- Aim of the exercise -
When you copy the material, keep each line exactly as it appears.

Data records Block Start

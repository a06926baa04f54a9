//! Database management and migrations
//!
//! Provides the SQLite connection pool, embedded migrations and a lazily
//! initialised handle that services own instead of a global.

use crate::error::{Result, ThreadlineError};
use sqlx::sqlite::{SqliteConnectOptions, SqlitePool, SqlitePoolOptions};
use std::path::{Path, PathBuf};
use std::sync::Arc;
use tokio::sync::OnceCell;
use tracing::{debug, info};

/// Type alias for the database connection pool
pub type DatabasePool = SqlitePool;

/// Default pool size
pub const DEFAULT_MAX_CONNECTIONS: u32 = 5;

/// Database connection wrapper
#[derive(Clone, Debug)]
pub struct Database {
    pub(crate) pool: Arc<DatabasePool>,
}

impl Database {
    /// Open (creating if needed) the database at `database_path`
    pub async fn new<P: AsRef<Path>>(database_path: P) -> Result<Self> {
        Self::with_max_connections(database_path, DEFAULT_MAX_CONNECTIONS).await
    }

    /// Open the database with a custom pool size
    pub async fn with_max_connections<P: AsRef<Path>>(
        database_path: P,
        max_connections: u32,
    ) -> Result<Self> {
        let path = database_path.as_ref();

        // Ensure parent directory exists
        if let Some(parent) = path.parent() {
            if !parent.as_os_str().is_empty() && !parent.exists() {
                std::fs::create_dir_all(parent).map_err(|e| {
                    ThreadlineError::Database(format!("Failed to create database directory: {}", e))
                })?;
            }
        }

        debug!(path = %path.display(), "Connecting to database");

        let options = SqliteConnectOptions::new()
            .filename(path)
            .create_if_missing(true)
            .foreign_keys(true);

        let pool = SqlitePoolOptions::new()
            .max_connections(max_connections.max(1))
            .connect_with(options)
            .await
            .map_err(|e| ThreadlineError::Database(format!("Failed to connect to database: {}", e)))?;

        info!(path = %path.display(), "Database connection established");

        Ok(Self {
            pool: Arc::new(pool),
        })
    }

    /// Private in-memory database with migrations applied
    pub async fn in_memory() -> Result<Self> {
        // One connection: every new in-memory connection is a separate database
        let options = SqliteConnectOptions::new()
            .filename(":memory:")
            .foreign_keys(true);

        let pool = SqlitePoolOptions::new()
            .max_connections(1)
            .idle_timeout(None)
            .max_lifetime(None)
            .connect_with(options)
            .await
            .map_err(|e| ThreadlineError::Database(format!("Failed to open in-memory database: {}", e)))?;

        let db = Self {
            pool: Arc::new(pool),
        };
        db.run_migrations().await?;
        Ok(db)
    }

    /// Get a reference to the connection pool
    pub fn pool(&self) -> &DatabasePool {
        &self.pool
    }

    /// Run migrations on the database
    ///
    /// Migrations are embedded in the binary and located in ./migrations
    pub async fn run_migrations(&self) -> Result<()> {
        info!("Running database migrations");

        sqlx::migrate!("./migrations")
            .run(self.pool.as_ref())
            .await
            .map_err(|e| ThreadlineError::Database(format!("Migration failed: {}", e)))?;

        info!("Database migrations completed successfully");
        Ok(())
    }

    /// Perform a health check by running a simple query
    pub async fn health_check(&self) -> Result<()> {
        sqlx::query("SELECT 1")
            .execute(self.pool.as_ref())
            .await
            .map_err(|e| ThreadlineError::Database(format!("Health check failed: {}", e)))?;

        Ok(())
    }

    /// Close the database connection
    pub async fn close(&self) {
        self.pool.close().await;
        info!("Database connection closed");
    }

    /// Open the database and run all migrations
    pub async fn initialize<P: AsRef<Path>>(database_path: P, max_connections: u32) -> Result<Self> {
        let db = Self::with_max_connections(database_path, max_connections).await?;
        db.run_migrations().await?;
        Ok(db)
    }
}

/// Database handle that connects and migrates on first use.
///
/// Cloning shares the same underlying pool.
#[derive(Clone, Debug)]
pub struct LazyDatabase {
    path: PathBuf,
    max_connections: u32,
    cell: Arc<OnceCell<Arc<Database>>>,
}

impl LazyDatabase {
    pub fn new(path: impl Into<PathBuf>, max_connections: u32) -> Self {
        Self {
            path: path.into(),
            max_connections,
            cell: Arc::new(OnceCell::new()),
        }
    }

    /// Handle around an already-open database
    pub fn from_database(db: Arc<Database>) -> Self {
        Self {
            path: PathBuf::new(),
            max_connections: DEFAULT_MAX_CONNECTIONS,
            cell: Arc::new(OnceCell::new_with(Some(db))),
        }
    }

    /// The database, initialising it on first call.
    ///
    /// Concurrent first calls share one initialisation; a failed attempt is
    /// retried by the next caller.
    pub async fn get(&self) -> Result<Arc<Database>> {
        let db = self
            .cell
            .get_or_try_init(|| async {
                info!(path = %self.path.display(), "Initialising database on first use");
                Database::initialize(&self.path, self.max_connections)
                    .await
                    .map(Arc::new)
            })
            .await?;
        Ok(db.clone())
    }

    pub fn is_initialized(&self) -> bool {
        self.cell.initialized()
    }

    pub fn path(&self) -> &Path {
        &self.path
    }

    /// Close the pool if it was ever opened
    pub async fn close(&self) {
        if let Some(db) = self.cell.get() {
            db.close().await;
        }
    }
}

Data records Block End

- Answer to this task -
repository a06926baa04f54a9
//! Database management and migrations
//!
//! Provides the SQLite connection pool, embedded migrations and a lazily
//! initialised handle that services own instead of a global.

use crate::error::{Result, ThreadlineError};
use sqlx::sqlite::{SqliteConnectOptions, SqlitePool, SqlitePoolOptions};
use std::path::{Path, PathBuf};
use std::sync::Arc;
use tokio::sync::OnceCell;
use tracing::{debug, info};

/// Type alias for the database connection pool
pub type DatabasePool = SqlitePool;

/// Default pool size
pub const DEFAULT_MAX_CONNECTIONS: u32 = 5;

/// Database connection wrapper
#[derive(Clone, Debug)]
pub struct Database {
    pub(crate) pool: Arc<DatabasePool>,
}

impl Database {
    /// Open (creating if needed) the database at `database_path`
    pub async fn new<P: AsRef<Path>>(database_path: P) -> Result<Self> {
        Self::with_max_connections(database_path, DEFAULT_MAX_CONNECTIONS).await
    }

    /// Open the database with a custom pool size
    pub async fn with_max_connections<P: AsRef<Path>>(
        database_path: P,
        max_connections: u32,
    ) -> Result<Self> {
        let path = database_path.as_ref();

        // Ensure parent directory exists
        if let Some(parent) = path.parent() {
            if !parent.as_os_str().is_empty() && !parent.exists() {
                std::fs::create_dir_all(parent).map_err(|e| {
                    ThreadlineError::Database(format!("Failed to create database directory: {}", e))
                })?;
            }
        }

        debug!(path = %path.display(), "Connecting to database");

        let options = SqliteConnectOptions::new()
            .filename(path)
            .create_if_missing(true)
            .foreign_keys(true);

        let pool = SqlitePoolOptions::new()
            .max_connections(max_connections.max(1))
            .connect_with(options)
            .await
            .map_err(|e| ThreadlineError::Database(format!("Failed to connect to database: {}", e)))?;

        info!(path = %path.display(), "Database connection established");

        Ok(Self {
            pool: Arc::new(pool),
        })
    }

    /// Private in-memory database with migrations applied
    pub async fn in_memory() -> Result<Self> {
        // One connection: every new in-memory connection is a separate database
        let options = SqliteConnectOptions::new()
            .filename(":memory:")
            .foreign_keys(true);

        let pool = SqlitePoolOptions::new()
            .max_connections(1)
            .idle_timeout(None)
            .max_lifetime(None)
            .connect_with(options)
            .await
            .map_err(|e| ThreadlineError::Database(format!("Failed to open in-memory database: {}", e)))?;

        let db = Self {
            pool: Arc::new(pool),
        };
        db.run_migrations().await?;
        Ok(db)
    }

    /// Get a reference to the connection pool
    pub fn pool(&self) -> &DatabasePool {
        &self.pool
    }

    /// Run migrations on the database
    ///
    /// Migrations are embedded in the binary and located in ./migrations
    pub async fn run_migrations(&self) -> Result<()> {
        info!("Running database migrations");

        sqlx::migrate!("./migrations")
            .run(self.pool.as_ref())
            .await
            .map_err(|e| ThreadlineError::Database(format!("Migration failed: {}", e)))?;

        info!("Database migrations completed successfully");
        Ok(())
    }

    /// Perform a health check by running a simple query
    pub async fn health_check(&self) -> Result<()> {
        sqlx::query("SELECT 1")
            .execute(self.pool.as_ref())
            .await
            .map_err(|e| ThreadlineError::Database(format!("Health check failed: {}", e)))?;

        Ok(())
    }

    /// Close the database connection
    pub async fn close(&self) {
        self.pool.close().await;
        info!("Database connection closed");
    }

    /// Open the database and run all migrations
    pub async fn initialize<P: AsRef<Path>>(database_path: P, max_connections: u32) -> Result<Self> {
        let db = Self::with_max_connections(database_path, max_connections).await?;
        db.run_migrations().await?;
        Ok(db)
    }
}

/// Database handle that connects and migrates on first use.
///
/// Cloning shares the same underlying pool.
#[derive(Clone, Debug)]
pub struct LazyDatabase {
    path: PathBuf,
    max_connections: u32,
    cell: Arc<OnceCell<Arc<Database>>>,
}

impl LazyDatabase {
    pub fn new(path: impl Into<PathBuf>, max_connections: u32) -> Self {
        Self {
            path: path.into(),
            max_connections,
            cell: Arc::new(OnceCell::new()),
        }
    }

    /// Handle around an already-open database
    pub fn from_database(db: Arc<Database>) -> Self {
        Self {
            path: PathBuf::new(),
            max_connections: DEFAULT_MAX_CONNECTIONS,
            cell: Arc::new(OnceCell::new_with(Some(db))),
        }
    }

    /// The database, initialising it on first call.
    ///
    /// Concurrent first calls share one initialisation; a failed attempt is
    /// retried by the next caller.
    pub async fn get(&self) -> Result<Arc<Database>> {
        let db = self
            .cell
            .get_or_try_init(|| async {
                info!(path = %self.path.display(), "Initialising database on first use");
                Database::initialize(&self.path, self.max_connections)
                    .await
                    .map(Arc::new)
            })
            .await?;
        Ok(db.clone())
    }

    pub fn is_initialized(&self) -> bool {
        self.cell.initialized()
    }

    pub fn path(&self) -> &Path {
        &self.path
    }

    /// Close the pool if it was ever opened
    pub async fn close(&self) {
        if let Some(db) = self.cell.get() {
            db.close().await;
        }
    }
}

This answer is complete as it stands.